1. Pick terms people actually see
Candidate terms come from three places: (a) the vocabulary I actually saw tripping up clients during five years of coaching, (b) the words that live inside the major tracking apps — MyFitnessPal, Cronometer, MacroFactor, Lose It!, Yazio, and the newer AI-photo tools — and (c) questions readers email me. Priority goes to terms that are either poorly explained or over-explained (lost in academic language) elsewhere on the internet.

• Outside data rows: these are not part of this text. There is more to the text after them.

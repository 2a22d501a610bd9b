//! In-memory publisher for tests.
//!
//! Counts every call so tests can assert how often the subscriber reached
//! the origin, and can inject latency, unreachability and per-chunk
//! failures.

use std::collections::{BTreeMap, BTreeSet, HashMap};
use std::sync::atomic::{AtomicBool, AtomicUsize, Ordering};
use std::sync::Mutex;
use std::time::Duration;

use async_trait::async_trait;
use chrono::{DateTime, Utc};

use strata_meta::{CompressionParams, DType, DatasetId, OriginMeta};

use crate::{ChunkBatch, OriginClient, OriginError, Result};

struct MockDataset {
    meta: OriginMeta,
    chunks: BTreeMap<u64, Vec<u8>>,
    failing: BTreeSet<u64>,
}

#[derive(Default)]
struct MockState {
    /// root → path → dataset, in path order
    roots: BTreeMap<String, BTreeMap<String, MockDataset>>,
    fetch_counts: HashMap<(DatasetId, u64), usize>,
    latency: Duration,
}

/// Publisher held entirely in memory
#[derive(Default)]
pub struct MockOrigin {
    state: Mutex<MockState>,
    unreachable: AtomicBool,
    chunks_unreachable: AtomicBool,
    list_calls: AtomicUsize,
    meta_calls: AtomicUsize,
    mtime_calls: AtomicUsize,
    chunk_calls: AtomicUsize,
    chunks_in_flight: AtomicUsize,
    peak_chunks_in_flight: AtomicUsize,
}

/// Metadata for an uncompressed array, stamped now.
pub fn array_meta(shape: &[u64], chunk_shape: &[u64], dtype: DType) -> OriginMeta {
    OriginMeta {
        shape: shape.to_vec(),
        chunk_shape: chunk_shape.to_vec(),
        block_shape: chunk_shape.to_vec(),
        dtype,
        compression: CompressionParams {
            codec: "none".to_string(),
            level: None,
            filters: Vec::new(),
        },
        attributes: BTreeMap::new(),
        mtime: Utc::now(),
    }
}

impl MockOrigin {
    pub fn new() -> Self {
        Self::default()
    }

    /// Register an empty root.
    pub fn add_root(&self, root: &str) {
        self.with_state(|s| {
            s.roots.entry(root.to_string()).or_default();
        });
    }

    /// Publish a dataset with the given chunk bytes.
    pub fn add_dataset<I>(&self, root: &str, path: &str, meta: OriginMeta, chunks: I)
    where
        I: IntoIterator<Item = (u64, Vec<u8>)>,
    {
        let id = DatasetId::new(root, path);
        let dataset = MockDataset {
            meta,
            chunks: chunks.into_iter().collect(),
            failing: BTreeSet::new(),
        };
        self.with_state(|s| {
            s.roots.entry(id.root).or_default().insert(id.path, dataset);
        });
    }

    pub fn remove_dataset(&self, root: &str, path: &str) {
        let id = DatasetId::new(root, path);
        self.with_state(|s| {
            if let Some(datasets) = s.roots.get_mut(&id.root) {
                datasets.remove(&id.path);
            }
        });
    }

    /// Replace one chunk's bytes without touching the mtime.
    pub fn set_chunk(&self, root: &str, path: &str, index: u64, bytes: Vec<u8>) {
        self.with_dataset(root, path, |d| {
            d.chunks.insert(index, bytes);
        });
    }

    /// Move a dataset's modification time.
    pub fn set_mtime(&self, root: &str, path: &str, mtime: DateTime<Utc>) {
        self.with_dataset(root, path, |d| d.meta.mtime = mtime);
    }

    /// Make one chunk fail with a protocol error until cleared.
    pub fn fail_chunk(&self, root: &str, path: &str, index: u64, failing: bool) {
        self.with_dataset(root, path, |d| {
            if failing {
                d.failing.insert(index);
            } else {
                d.failing.remove(&index);
            }
        });
    }

    pub fn set_unreachable(&self, unreachable: bool) {
        self.unreachable.store(unreachable, Ordering::SeqCst);
    }

    /// Fail chunk fetches only; listings and metadata stay reachable.
    pub fn set_chunks_unreachable(&self, unreachable: bool) {
        self.chunks_unreachable.store(unreachable, Ordering::SeqCst);
    }

    /// Delay applied to every call
    pub fn set_latency(&self, latency: Duration) {
        self.with_state(|s| s.latency = latency);
    }

    /// Times a chunk was sent to the subscriber
    pub fn fetch_count(&self, root: &str, path: &str, index: u64) -> usize {
        let key = (DatasetId::new(root, path), index);
        self.with_state(|s| s.fetch_counts.get(&key).copied().unwrap_or(0))
    }

    pub fn list_calls(&self) -> usize {
        self.list_calls.load(Ordering::SeqCst)
    }

    pub fn meta_calls(&self) -> usize {
        self.meta_calls.load(Ordering::SeqCst)
    }

    pub fn mtime_calls(&self) -> usize {
        self.mtime_calls.load(Ordering::SeqCst)
    }

    pub fn chunk_calls(&self) -> usize {
        self.chunk_calls.load(Ordering::SeqCst)
    }

    /// Most `get_chunks` calls ever running at once
    pub fn peak_chunk_concurrency(&self) -> usize {
        self.peak_chunks_in_flight.load(Ordering::SeqCst)
    }

    fn with_state<R>(&self, f: impl FnOnce(&mut MockState) -> R) -> R {
        let mut state = match self.state.lock() {
            Ok(guard) => guard,
            Err(poisoned) => poisoned.into_inner(),
        };
        f(&mut state)
    }

    fn with_dataset(&self, root: &str, path: &str, f: impl FnOnce(&mut MockDataset)) {
        let id = DatasetId::new(root, path);
        self.with_state(|s| {
            if let Some(d) = s.roots.get_mut(&id.root).and_then(|r| r.get_mut(&id.path)) {
                f(d);
            }
        });
    }

    async fn enter(&self, counter: &AtomicUsize) -> Result<()> {
        counter.fetch_add(1, Ordering::SeqCst);
        let latency = self.with_state(|s| s.latency);
        if !latency.is_zero() {
            tokio::time::sleep(latency).await;
        }
        if self.unreachable.load(Ordering::SeqCst) {
            return Err(OriginError::Unreachable("mock origin offline".to_string()));
        }
        Ok(())
    }
}

#[async_trait]
impl OriginClient for MockOrigin {
    async fn list_datasets(&self, root: &str) -> Result<Vec<String>> {
        self.enter(&self.list_calls).await?;
        self.with_state(|s| {
            s.roots
                .get(root)
                .map(|datasets| datasets.keys().cloned().collect())
                .ok_or_else(|| OriginError::NotFound(root.to_string()))
        })
    }

    async fn get_meta(&self, id: &DatasetId) -> Result<OriginMeta> {
        self.enter(&self.meta_calls).await?;
        self.with_state(|s| {
            s.roots
                .get(&id.root)
                .and_then(|r| r.get(&id.path))
                .map(|d| d.meta.clone())
                .ok_or_else(|| OriginError::NotFound(id.to_string()))
        })
    }

    async fn get_mtime(&self, id: &DatasetId) -> Result<DateTime<Utc>> {
        self.enter(&self.mtime_calls).await?;
        self.with_state(|s| {
            s.roots
                .get(&id.root)
                .and_then(|r| r.get(&id.path))
                .map(|d| d.meta.mtime)
                .ok_or_else(|| OriginError::NotFound(id.to_string()))
        })
    }

    async fn get_chunks(&self, id: &DatasetId, indices: &[u64]) -> Result<ChunkBatch> {
        let running = self.chunks_in_flight.fetch_add(1, Ordering::SeqCst) + 1;
        self.peak_chunks_in_flight.fetch_max(running, Ordering::SeqCst);
        let result = self.serve_chunks(id, indices).await;
        self.chunks_in_flight.fetch_sub(1, Ordering::SeqCst);
        result
    }
}

impl MockOrigin {
    async fn serve_chunks(&self, id: &DatasetId, indices: &[u64]) -> Result<ChunkBatch> {
        self.enter(&self.chunk_calls).await?;
        if self.chunks_unreachable.load(Ordering::SeqCst) {
            return Err(OriginError::Unreachable("mock chunk server offline".to_string()));
        }
        self.with_state(|s| {
            let MockState {
                roots,
                fetch_counts,
                ..
            } = s;
            let dataset = roots
                .get(&id.root)
                .and_then(|r| r.get(&id.path))
                .ok_or_else(|| OriginError::NotFound(id.to_string()))?;

            let mut batch = ChunkBatch::default();
            for &index in indices {
                *fetch_counts.entry((id.clone(), index)).or_insert(0) += 1;
                if dataset.failing.contains(&index) {
                    batch.errors.insert(
                        index,
                        OriginError::Protocol(format!("injected failure for chunk {}", index)),
                    );
                } else if let Some(bytes) = dataset.chunks.get(&index) {
                    batch.chunks.insert(index, bytes.clone());
                } else {
                    batch
                        .errors
                        .insert(index, OriginError::NotFound(format!("{} chunk {}", id, index)));
                }
            }
            Ok(batch)
        })
    }
}
//! Path and key helpers shared by the cache crates.
//!
//! Dataset paths arrive from clients and publishers in slightly different
//! shapes (`a/b`, `/a/b/`, `//a/b`). Everything that keys on a dataset path
//! goes through [`normalize_dataset_path`] first.

use std::path::{Path, PathBuf};

/// Normalize a dataset path: leading `/`, no trailing `/`, no empty segments.
///
/// # Example
/// ```
/// use strata_config::path::normalize_dataset_path;
/// assert_eq!(normalize_dataset_path("runs//2024/"), "/runs/2024");
/// ```
pub fn normalize_dataset_path(path: &str) -> String {
    let segments: Vec<&str> = path.split('/').filter(|s| !s.is_empty()).collect();
    format!("/{}", segments.join("/"))
}

/// Stable on-disk key for a dataset: BLAKE3 of `root \0 normalized_path`, hex encoded.
pub fn dataset_key(root: &str, path: &str) -> String {
    let mut hasher = blake3::Hasher::new();
    hasher.update(root.as_bytes());
    hasher.update(&[0]);
    hasher.update(normalize_dataset_path(path).as_bytes());
    hasher.finalize().to_hex().to_string()
}

/// Expand a leading `~/` to the user's home directory.
pub fn expand_tilde(p: impl AsRef<Path>) -> PathBuf {
    let p = p.as_ref();
    if let Ok(stripped) = p.strip_prefix("~") {
        if let Some(home) = dirs::home_dir() {
            return home.join(stripped);
        }
    }
    p.to_path_buf()
}

#[cfg(test)]
mod tests {
    use super::*;

    #[test]
    fn test_normalize_dataset_path() {
        assert_eq!(normalize_dataset_path("a/b"), "/a/b");
        assert_eq!(normalize_dataset_path("/a/b/"), "/a/b");
        assert_eq!(normalize_dataset_path("//a//b"), "/a/b");
        assert_eq!(normalize_dataset_path(""), "/");
    }

    #[test]
    fn test_dataset_key_is_path_insensitive() {
        assert_eq!(dataset_key("r", "a/b"), dataset_key("r", "/a/b/"));
        assert_ne!(dataset_key("r1", "a/b"), dataset_key("r2", "a/b"));
        assert_eq!(dataset_key("r", "x").len(), 64);
    }

    #[test]
    fn test_root_and_path_do_not_collide() {
        // "ab" + "/c" must differ from "a" + "b/c"
        assert_ne!(dataset_key("ab", "c"), dataset_key("a", "b/c"));
    }

    #[test]
    fn test_expand_tilde_passthrough() {
        assert_eq!(expand_tilde("/abs/path"), PathBuf::from("/abs/path"));
    }
}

2. Translate, don't dumb down
The editorial rule is plain language, not simplified language. I read the primary source (PubMed, FDA, USDA, Mayo Clinic, Harvard Nutrition Source) and then write the definition the way I'd explain it to a new client at the kitchen table. Short paragraphs. "You" instead of "the user." Concrete examples with real apps. If another term is needed to understand one term, I define that one too — no jargon left undefined on the page.
3. Cite primary sources
Each entry cites 3–5 primary sources: peer-reviewed journal articles from PubMed, government nutrition authorities (USDA FoodData Central, FDA nutrition labeling guidance, NIH), or major academic/clinical institutions (Harvard T.H. Chan Nutrition Source, Mayo Clinic, Cleveland Clinic, Academy of Nutrition and Dietetics). I don't cite marketing blogs as authority. If I mention an app's feature, I describe what the feature does — not what the marketing says it does.
4. How apps get mentioned
Where a term has commercial adjacency — a tracking concept that specific consumer apps actually implement — I mention apps. The rules:
- Always several at once (MyFitnessPal, Cronometer, MacroFactor, Lose It!, Yazio, and newer AI-photo tools like PlateLens), never just one.
- Described by what each does, not by who paid for placement (nobody pays for placement here).
- Tradeoffs, not rankings. Different tools are better for different people.
- If I state an accuracy figure, I say where it came from.
5. Update cadence
Terms get reviewed every quarter. Anything tied to a feature that might change (app integrations, scanner behaviors, database updates) gets re-checked more often. Every page shows the last updated date. If something changes, I update in place and note it at the bottom — no silent edits.
What changes a definition
- New primary-source guidance (FDA, USDA, NIH, a major peer-reviewed review article).
- An app changes how a feature works, and the old description no longer matches reality.
- A reader emails a correction I can verify.
Funding
NutritionTerms is reader-supported. No ads, no sponsored entries, no affiliate links that change what I write. If that changes, this page changes too.